Wow. Isn’t this hard sometimes? We really do excel when we try to “punish” those who hurt us, we are experts at this. We ‘automatically’ lash out at those who we feel defy or somehow cross us. I find that I can get quite defensive very fast. And usually that thing is very trivial.

Jesus said to him,

“I do not say to you seven times, but seventy times seven.”

(Matthew 18:22.)

On our own, it seems we just can’t be as compassionate or forgiving like Jesus. We vastly prefer religious duties over forgiveness. Jesus told Peter to forgive 70 x 7, whenever a ‘sinning’ brother asks for leniency, we have to give it. If we forgive, then we’ll be forgiven!

But if you do not forgive others their sins, your Father will not forgive your sins.

Matthew 6:15

He wants to see our mercy. That outweighs any spiritual sacrifice we might make. One of Jesus’ own beatitudes hits the nail on the head,

“Blessed are the merciful, for they shall receive mercy.

Matthew 5:7

We can’t evade this. We may try but He will keep bringing us back to it until we can pass this test, and even then we can anticipate “surprise” tests. That typically kicks us out of a false sense of maturity, and our ‘spiritual’ arrival.

We think we’ve got mercy down pat, and yet He wants to take it deeper still.
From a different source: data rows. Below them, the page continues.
//! # Log Handles
//!
//! A [`Log`] is a cheap, immutable view of a logger: a shared [`Core`] plus
//! the fields, context, caller override, message prefix and stack flag
//! accumulated by `with_*` calls. Every `with_*` returns a new handle; the
//! receiver is never changed, so a parent can hand out any number of
//! independent children.
//!
//! Logging methods are `#[track_caller]`, which makes the call site available
//! to caller reporting without walking the stack.

use std::error::Error as StdError;
use std::fmt::{self, Write as _};
use std::panic::Location;
use std::sync::Arc;

use crate::loggers::caller::CallerReporter;
use crate::loggers::core::Core;
use crate::loggers::fields::{FieldValue, Fields, fields_from_pairs};
use crate::loggers::level::Level;
use crate::loggers::record::Context;

#[derive(Clone)]
pub struct Log {
    core: Arc<Core>,
    fields: Option<Arc<Fields>>,
    ctx: Option<Context>,
    caller: Option<CallerReporter>,
    prefix: Option<Arc<str>>,
    stack: bool,
}

impl fmt::Debug for Log {
    fn fmt(&self, f: &mut fmt::Formatter<'_>) -> fmt::Result {
        f.debug_struct("Log")
            .field("name", &self.core.name())
            .field("fields", &self.fields)
            .field("caller", &self.caller)
            .field("prefix", &self.prefix)
            .field("stack", &self.stack)
            .finish_non_exhaustive()
    }
}

impl Log {
    pub(crate) fn root(core: Arc<Core>) -> Self {
        Log {
            core,
            fields: None,
            ctx: None,
            caller: None,
            prefix: None,
            stack: false,
        }
    }

    /// Logger name.
    pub fn name(&self) -> &str {
        self.core.name()
    }

    pub(crate) fn core(&self) -> &Arc<Core> {
        &self.core
    }

    /// Fields carried by this handle.
    pub fn fields(&self) -> Option<&Fields> {
        self.fields.as_deref()
    }

    pub fn context(&self) -> Option<&Context> {
        self.ctx.as_ref()
    }

    pub fn prefix(&self) -> Option<&str> {
        self.prefix.as_deref()
    }

    pub(crate) fn fields_arc(&self) -> Option<Arc<Fields>> {
        self.fields.clone()
    }

    pub(crate) fn caller_override(&self) -> Option<CallerReporter> {
        self.caller
    }

    pub(crate) fn wants_stack(&self) -> bool {
        self.stack
    }

    fn with_fields_map(&self, fields: Fields) -> Log {
        Log {
            fields: Some(Arc::new(fields)),
            ..self.clone()
        }
    }

    fn current_fields(&self) -> &Fields {
        static EMPTY: once_cell::sync::Lazy<Fields> = once_cell::sync::Lazy::new(Fields::new);
        self.fields.as_deref().unwrap_or(&EMPTY)
    }

    /// Adds one field.
    pub fn with_field(&self, key: impl Into<String>, value: impl Into<FieldValue>) -> Log {
        let mut fields = self.current_fields().clone_with_capacity(1);
        fields.insert(key, value);
        self.with_fields_map(fields)
    }

    /// Adds `err` under the key `"error"`. It is stringified only when rendered.
    pub fn with_error<E: StdError + Send + Sync + 'static>(&self, err: E) -> Log {
        self.with_field("error", FieldValue::error(err))
    }

    /// Adds several fields; later keys win.
    pub fn with_fields<I, K, V>(&self, fields: I) -> Log
    where
        I: IntoIterator<Item = (K, V)>,
        K: Into<String>,
        V: Into<FieldValue>,
    {
        self.with_fields_map(self.current_fields().with(fields))
    }

    /// Adds fields from a flat `key, value, key, value, ...` list.
    pub fn with_field_pairs<I, V>(&self, pairs: I) -> Log
    where
        I: IntoIterator<Item = V>,
        V: Into<FieldValue>,
    {
        let pairs = fields_from_pairs(pairs);
        self.with_fields_map(
            self.current_fields()
                .with(pairs.iter().map(|(k, v)| (k.to_string(), v.clone()))),
        )
    }

    /// Attaches an opaque context, visible to hooks and formatters.
    pub fn with_context(&self, ctx: Context) -> Log {
        Log {
            ctx: Some(ctx),
            ..self.clone()
        }
    }

    /// Reports `file.rs:line` for records from this handle, overriding the
    /// logger's caller settings. `skip` counts frames above the call site.
    pub fn with_caller(&self, skip: usize) -> Log {
        self.with_reporter(CallerReporter::new(skip))
    }

    /// Like [`Log::with_caller`], but keeps the parent directory.
    pub fn with_long_caller(&self, skip: usize) -> Log {
        self.with_reporter(CallerReporter::long(skip))
    }

    fn with_reporter(&self, reporter: CallerReporter) -> Log {
        if self.caller == Some(reporter) {
            return self.clone();
        }
        Log {
            caller: Some(reporter),
            ..self.clone()
        }
    }

    /// Captures the call stack for every record from this handle.
    pub fn with_stack(&self) -> Log {
        Log {
            stack: true,
            ..self.clone()
        }
    }

    /// Appends `prefix` to this handle's message prefix.
    pub fn with_message_prefix(&self, prefix: &str) -> Log {
        if prefix.is_empty() {
            return self.clone();
        }
        let joined = match &self.prefix {
            Some(current) => format!("{current}{prefix}"),
            None => prefix.to_string(),
        };
        Log {
            prefix: Some(Arc::from(joined)),
            ..self.clone()
        }
    }

    pub fn is_enabled(&self, level: Level) -> bool {
        self.core.is_enabled(level)
    }

    /// Logs `message` at `level`. Invalid levels are discarded.
    #[track_caller]
    pub fn log(&self, level: Level, message: impl fmt::Display) {
        self.emit(level, Location::caller(), &message);
    }

    /// Logs preformatted arguments, as produced by `format_args!`.
    #[track_caller]
    pub fn log_args(&self, level: Level, args: fmt::Arguments<'_>) {
        self.emit(level, Location::caller(), &args);
    }

    pub(crate) fn emit(
        &self,
        level: Level,
        site: &'static Location<'static>,
        message: &dyn fmt::Display,
    ) {
        self.core.emit(self, level, site, &|out: &mut String| {
            // Writing into a String only fails if Display itself errors.
            let _ = write!(out, "{message}");
        });
    }

    #[track_caller]
    pub fn trace(&self, message: impl fmt::Display) {
        self.emit(Level::TRACE, Location::caller(), &message);
    }

    /// Alias of [`Log::trace`].
    #[track_caller]
    pub fn print(&self, message: impl fmt::Display) {
        self.emit(Level::TRACE, Location::caller(), &message);
    }

    #[track_caller]
    pub fn debug(&self, message: impl fmt::Display) {
        self.emit(Level::DEBUG, Location::caller(), &message);
    }

    #[track_caller]
    pub fn info(&self, message: impl fmt::Display) {
        self.emit(Level::INFO, Location::caller(), &message);
    }

    /// Alias of [`Log::info`].
    #[track_caller]
    pub fn echo(&self, message: impl fmt::Display) {
        self.emit(Level::INFO, Location::caller(), &message);
    }

    #[track_caller]
    pub fn warn(&self, message: impl fmt::Display) {
        self.emit(Level::WARN, Location::caller(), &message);
    }

    /// Alias of [`Log::warn`].
    #[track_caller]
    pub fn warning(&self, message: impl fmt::Display) {
        self.emit(Level::WARN, Location::caller(), &message);
    }

    #[track_caller]
    pub fn error(&self, message: impl fmt::Display) {
        self.emit(Level::ERROR, Location::caller(), &message);
    }

    /// Logs and then calls the logger's exit function with status 1.
    #[track_caller]
    pub fn fatal(&self, message: impl fmt::Display) {
        self.emit(Level::FATAL, Location::caller(), &message);
    }

    /// Logs and then calls the logger's panic function with the message.
    #[track_caller]
    pub fn panic(&self, message: impl fmt::Display) {
        self.emit(Level::PANIC, Location::caller(), &message);
    }
}

#[cfg(test)]
mod tests {
    use super::*;
    use crate::loggers::core::Settings;

    fn root() -> Log {
        Log::root(Arc::new(Core::new("t", Level::TRACE, Settings::default())))
    }

    #[test]
    fn children_are_independent() {
        let parent = root().with_field("a", 1);
        let left = parent.with_field("k", "v1");
        let right = parent.with_field("k", "v2");

        assert_eq!(left.fields().unwrap().get("k"), Some(&FieldValue::from("v1")));
        assert_eq!(right.fields().unwrap().get("k"), Some(&FieldValue::from("v2")));
        assert!(!parent.fields().unwrap().contains_key("k"));
        assert_eq!(left.fields().unwrap().len(), 2);
    }

    #[test]
    fn field_pairs_and_prefix() {
        let log = root()
            .with_field_pairs(["a", "1", "b"])
            .with_message_prefix("[db] ")
            .with_message_prefix("[tx] ");
        let fields = log.fields().unwrap();
        assert_eq!(fields.get("a"), Some(&FieldValue::from("1")));
        assert_eq!(fields.get("b"), Some(&FieldValue::from("")));
        assert_eq!(log.prefix(), Some("[db] [tx] "));
    }

    #[test]
    fn same_caller_is_a_no_op() {
        let log = root().with_caller(0);
        let again = log.with_caller(0);
        assert_eq!(again.caller_override(), Some(CallerReporter::new(0)));
        assert_eq!(log.with_long_caller(0).caller_override(), Some(CallerReporter::long(0)));
    }
}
Mercy for us will always be a spiritual action to a physical situation. And He brings these situations to us, to see what we do, and to reveal what is truly in our hearts at the time.

Sacrifice was a critical definition in the Pharisee’s dictionary, and Jesus more or less destroyed that entire religious concept. Sacrificing without real love, can never be part of a believer’s vocabulary. Jesus wants every disciple to show an outrageous mercy to everyone they meet.

The most miserable prison in the world is the prison we make for ourselves when we refuse to show mercy.